As 2017 slowly came to a close, it was time to clean out the refrigerator. We threw away many half opened cans of several ingredients – evaporated milk, mandarin oranges and a few other things here and there.
When I looked in the freezer, I saw that I had some frozen bananas in there. It meant that it was time to bake a banana bread. I knew I needed to make a chocolate version so my Addie would eat it, so chocolate it was.
I made this bread healthier by substituting applesauce for the oil and using white whole wheat flour in lieu of all-purpose. As always, this is not health food. But, by swapping out high fat (and calorie) ingredients, I can keep the flavors and textures pretty similar to the original recipe and still serve an awesome bread.
Plus, all that chocolate = antioxidants, right?

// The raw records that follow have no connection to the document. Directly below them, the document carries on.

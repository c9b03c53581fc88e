use anyhow::Context;
use clap::{Parser, Subcommand};
use sortbench::application::benchmarking::{BenchmarkReporter, MeasurementRepo};
use sortbench::application::client::BenchmarkClient;
use sortbench::application::session::ComparisonSession;
use sortbench::config::Config;
use sortbench::domain::chart_bounds::ChartBounds;
use sortbench::domain::sorting::SortStrategy;
use std::sync::Arc;
use std::time::Duration;
use tracing::info;
use tracing_subscriber::prelude::*;

#[derive(Parser)]
#[command(author, version, about = "Compare sorting strategies across input sizes", long_about = None)]
struct Cli {
    #[command(subcommand)]
    command: Commands,
}

#[derive(Subcommand)]
enum Commands {
    /// Measure one slider position
    Run {
        /// Slider value; the largest size is N x BOUND_MULTIPLIER (defaults to INITIAL_N)
        #[arg(short, long)]
        n: Option<u32>,

        /// Strategies to measure (comma separated: bubble,heap,merge,default)
        #[arg(short, long, default_value = "bubble,heap,merge,default")]
        strategies: String,

        /// Print measurements as JSON instead of a table
        #[arg(long)]
        json: bool,

        /// Also write a JSON report to REPORT_DIR
        #[arg(long)]
        report: bool,

        /// Seconds to wait for the measurements
        #[arg(long, default_value = "600")]
        timeout: u64,
    },
    /// Walk the slider from one value to another, reusing cached timings
    Sweep {
        /// First slider value (defaults to SLIDER_MIN)
        #[arg(long)]
        from: Option<u32>,

        /// Last slider value (defaults to SLIDER_MAX)
        #[arg(long)]
        to: Option<u32>,

        /// Strategies to measure (comma separated)
        #[arg(short, long, default_value = "bubble,heap,merge,default")]
        strategies: String,

        /// Seconds to wait per slider position
        #[arg(long, default_value = "600")]
        timeout: u64,
    },
    /// List the available strategies in legend order
    Strategies,
}

fn init_tracing(config: &Config) {
    let filter = tracing_subscriber::EnvFilter::try_from_default_env()
        .unwrap_or_else(|_| tracing_subscriber::EnvFilter::new(&config.observability.log_level));

    // Logs go to stderr so stdout stays clean for tables and JSON.
    let stderr_layer = tracing_subscriber::fmt::layer()
        .with_writer(std::io::stderr)
        .with_target(config.observability.with_target)
        .with_ansi(config.observability.ansi);

    tracing_subscriber::registry()
        .with(filter)
        .with(stderr_layer)
        .init();
}

fn start_session(config: &Config, bounds: ChartBounds) -> anyhow::Result<ComparisonSession> {
    let repo = Arc::new(MeasurementRepo::with_settings(
        config.benchmark.sample_count,
        config.benchmark.seed,
    ));
    let client = BenchmarkClient::spawn(repo).context("Failed to start benchmark worker")?;
    let session = ComparisonSession::new(client, config.scale(), bounds)
        .context("Failed to create comparison session")?;
    Ok(session)
}

fn main() -> anyhow::Result<()> {
    // Load .env before reading any configuration
    dotenvy::dotenv().ok();

    let config = Config::from_env()?;
    init_tracing(&config);

    let cli = Cli::parse();

    match cli.command {
        Commands::Run {
            n,
            strategies,
            json,
            report,
            timeout,
        } => {
            let mut bounds = config.initial_bounds();
            if let Some(n) = n {
                bounds.n = n;
            }
            bounds.strategies = SortStrategy::parse_list(&strategies)?;
            let mut session = start_session(&config, bounds)?;
            info!("{}", session.caption());

            let measurements = session
                .wait(Duration::from_secs(timeout))
                .context("Benchmark did not complete")?
                .to_vec();

            if json {
                println!("{}", serde_json::to_string_pretty(&measurements)?);
            } else {
                println!("{}", session.caption());
                BenchmarkReporter::print_summary(&measurements);
            }

            if report {
                let reporter = BenchmarkReporter::new(&config.benchmark.report_dir)?;
                let path = reporter.generate_report(&measurements, &session.bounds().id())?;
                println!("Report saved to: {}", path.display());
            }
        }
        Commands::Sweep {
            from,
            to,
            strategies,
            timeout,
        } => {
            let from = from.unwrap_or(config.benchmark.slider_min);
            let to = to.unwrap_or(config.benchmark.slider_max);
            if from > to {
                anyhow::bail!("--from ({}) must not exceed --to ({})", from, to);
            }

            let bounds = ChartBounds {
                n: from,
                strategies: SortStrategy::parse_list(&strategies)?,
            };
            let mut session = start_session(&config, bounds)?;

            for n in from..=to {
                session.set_n(n)?;
                let samples = session
                    .wait(Duration::from_secs(timeout))
                    .with_context(|| format!("Benchmark for slider {} did not complete", n))?
                    .len();
                println!("{} ({} samples)", session.caption(), samples);
            }

            let stats = session.client().repo().stats();
            println!(
                "Cache: {} entries, {} computed, {} hits",
                stats.entries, stats.computed, stats.hits
            );
        }
        Commands::Strategies => {
            for strategy in SortStrategy::legend_order() {
                println!("{:<8} {}", strategy.key(), strategy.title());
            }
        }
    }

    Ok(())
}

I’ll just keep telling myself that until my doctor tells me otherwise. *wink*
Whole wheat chocolate chip banana bread
- 1 and 1/2 cups white whole wheat flour can substitute for all-purpose
- 1/2 cup unsweetened cocoa powder
- 1/2 teaspoon salt
- 1 and 1/2 teaspoons baking powder
- 1 cup granulated sugar
- 3 ripe bananas mashed
- 1/2 cup unsweetened applesauce
- 2 eggs
- 1 teaspoon vanilla extract
- 1 cup chocolate chips
- Preheat your oven to 350 degrees F. Generously grease a standard 9"x5" loaf pan and set aside.

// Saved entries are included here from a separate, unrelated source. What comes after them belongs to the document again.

use crate::application::benchmarking::repository::MeasurementRepo;
use crate::domain::errors::BenchError;
use crate::domain::measurement::SortMeasurement;
use crate::domain::sorting::SortStrategy;
use crossbeam_channel::{Receiver, RecvTimeoutError, Sender};
use std::sync::Arc;
use std::time::{Duration, Instant};
use tokio::sync::mpsc;
use tracing::{debug, error, info, warn};

/// One request for a measurement sweep.
#[derive(Debug, Clone)]
pub struct MeasurementRequest {
    pub generation: u64,
    pub strategies: Vec<SortStrategy>,
    pub lower_bound: usize,
    pub upper_bound: usize,
}

/// Events emitted by the background worker.
#[derive(Debug, Clone)]
pub enum BenchmarkEvent {
    Started {
        generation: u64,
    },
    Completed {
        generation: u64,
        measurements: Vec<SortMeasurement>,
    },
    Failed {
        generation: u64,
        reason: String,
    },
}

impl BenchmarkEvent {
    pub fn generation(&self) -> u64 {
        match self {
            BenchmarkEvent::Started { generation }
            | BenchmarkEvent::Completed { generation, .. }
            | BenchmarkEvent::Failed { generation, .. } => *generation,
        }
    }
}

/// Handle to a benchmark worker running on its own Tokio runtime thread.
///
/// Requests are fire-and-forget; results come back through `poll_next` or
/// `recv_timeout`. Only the newest request's events are ever returned.
pub struct BenchmarkClient {
    request_tx: mpsc::UnboundedSender<MeasurementRequest>,
    event_rx: Receiver<BenchmarkEvent>,
    latest_generation: u64,
    repo: Arc<MeasurementRepo>,
}

impl BenchmarkClient {
    pub fn spawn(repo: Arc<MeasurementRepo>) -> Result<Self, BenchError> {
        let runtime = tokio::runtime::Builder::new_multi_thread()
            .enable_all()
            .thread_name("sortbench-worker")
            .build()
            .map_err(BenchError::RuntimeStartup)?;

        let (request_tx, request_rx) = mpsc::unbounded_channel();
        let (event_tx, event_rx) = crossbeam_channel::unbounded();
        let worker_repo = repo.clone();

        std::thread::Builder::new()
            .name("sortbench-runtime".to_string())
            .spawn(move || {
                runtime.block_on(async move {
                    info!("Benchmark runtime started.");
                    run_worker(worker_repo, request_rx, event_tx).await;
                    info!("Benchmark runtime stopped.");
                });
            })
            .map_err(BenchError::RuntimeStartup)?;

        Ok(Self {
            request_tx,
            event_rx,
            latest_generation: 0,
            repo,
        })
    }

    /// Queue a measurement sweep and return its generation number.
    pub fn request(
        &mut self,
        strategies: Vec<SortStrategy>,
        lower_bound: usize,
        upper_bound: usize,
    ) -> Result<u64, BenchError> {
        let generation = self.latest_generation + 1;
        self.request_tx
            .send(MeasurementRequest {
                generation,
                strategies,
                lower_bound,
                upper_bound,
            })
            .map_err(|_| BenchError::WorkerUnavailable)?;
        self.latest_generation = generation;
        Ok(generation)
    }

    pub fn latest_generation(&self) -> u64 {
        self.latest_generation
    }

    pub fn repo(&self) -> &Arc<MeasurementRepo> {
        &self.repo
    }

    /// Non-blocking: next event for the latest request, if any.
    pub fn poll_next(&mut self) -> Option<BenchmarkEvent> {
        while let Ok(event) = self.event_rx.try_recv() {
            if self.is_current(&event) {
                return Some(event);
            }
        }
        None
    }

    /// Wait up to `timeout` for the next event of the latest request.
    pub fn recv_timeout(&mut self, timeout: Duration) -> Result<Option<BenchmarkEvent>, BenchError> {
        let deadline = Instant::now() + timeout;
        loop {
            let remaining = deadline.saturating_duration_since(Instant::now());
            match self.event_rx.recv_timeout(remaining) {
                Ok(event) if self.is_current(&event) => return Ok(Some(event)),
                Ok(_) => continue,
                Err(RecvTimeoutError::Timeout) => return Ok(None),
                Err(RecvTimeoutError::Disconnected) => return Err(BenchError::WorkerUnavailable),
            }
        }
    }

    fn is_current(&self, event: &BenchmarkEvent) -> bool {
        if event.generation() < self.latest_generation {
            debug!("Dropping stale event for generation {}", event.generation());
            return false;
        }
        true
    }
}

async fn run_worker(
    repo: Arc<MeasurementRepo>,
    mut request_rx: mpsc::UnboundedReceiver<MeasurementRequest>,
    event_tx: Sender<BenchmarkEvent>,
) {
    while let Some(mut request) = request_rx.recv().await {
        // Only the newest queued request matters.
        while let Ok(newer) = request_rx.try_recv() {
            debug!(
                "Skipping generation {} in favour of {}",
                request.generation, newer.generation
            );
            request = newer;
        }

        let generation = request.generation;
        if event_tx.send(BenchmarkEvent::Started { generation }).is_err() {
            warn!("Benchmark client gone, stopping worker");
            return;
        }

        let event = match repo
            .clone()
            .get_measurements(request.strategies, request.lower_bound, request.upper_bound)
            .await
        {
            Ok(measurements) => BenchmarkEvent::Completed {
                generation,
                measurements,
            },
            Err(e) => {
                error!("Measurement generation {} failed: {}", generation, e);
                BenchmarkEvent::Failed {
                    generation,
                    reason: e.to_string(),
                }
            }
        };

        if event_tx.send(event).is_err() {
            warn!("Benchmark client gone, stopping worker");
            return;
        }
    }
}

#[cfg(test)]
mod tests {
    use super::*;

    fn wait_for_completion(client: &mut BenchmarkClient) -> BenchmarkEvent {
        loop {
            match client.recv_timeout(Duration::from_secs(30)).unwrap() {
                Some(event @ BenchmarkEvent::Completed { .. }) => return event,
                Some(event @ BenchmarkEvent::Failed { .. }) => panic!("failed: {:?}", event),
                Some(_) => continue,
                None => panic!("timed out"),
            }
        }
    }

    #[test]
    fn test_request_completes() {
        let repo = Arc::new(MeasurementRepo::with_settings(4, Some(11)));
        let mut client = BenchmarkClient::spawn(repo.clone()).unwrap();

        let generation = client
            .request(vec![SortStrategy::Heap, SortStrategy::Merge], 100, 200)
            .unwrap();
        assert_eq!(generation, 1);

        match wait_for_completion(&mut client) {
            BenchmarkEvent::Completed {
                generation,
                measurements,
            } => {
                assert_eq!(generation, 1);
                assert_eq!(measurements.len(), 2 * 4);
            }
            other => panic!("unexpected event {:?}", other),
        }
        assert_eq!(repo.len(), 8);
    }

    #[test]
    fn test_only_latest_generation_surfaces() {
        let repo = Arc::new(MeasurementRepo::with_settings(2, Some(5)));
        let mut client = BenchmarkClient::spawn(repo).unwrap();

        client.request(vec![SortStrategy::Bubble], 100, 200).unwrap();
        client.request(vec![SortStrategy::Heap], 100, 200).unwrap();
        let latest = client.request(vec![SortStrategy::Merge], 100, 200).unwrap();
        assert_eq!(latest, 3);

        match wait_for_completion(&mut client) {
            BenchmarkEvent::Completed {
                generation,
                measurements,
            } => {
                assert_eq!(generation, latest);
                assert!(measurements.iter().all(|m| m.strategy == SortStrategy::Merge));
            }
            other => panic!("unexpected event {:?}", other),
        }
        assert!(client.poll_next().is_none());
    }

    #[test]
    fn test_event_generation_accessor() {
        let event = BenchmarkEvent::Failed {
            generation: 4,
            reason: "boom".to_string(),
        };
        assert_eq!(event.generation(), 4);
    }
}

- In a large bowl, whisk together the flour, cocoa powder, salt, baking powder and sugar. Set aside.
- In a medium sized bowl, mix together the bananas, applesauce, eggs and vanilla until well blended.
- Add the banana mixture to the large bowl with the dry ingredients and mix until a few dry streaks remain. Fold in the chocolate chips and mix until just blended - do not over mix.
- Transfer the batter to your prepared loaf pan and bake in your preheated oven for 50-60 minutes or until a toothpick inserted in the center comes out clean (the melted chocolate chips don't count).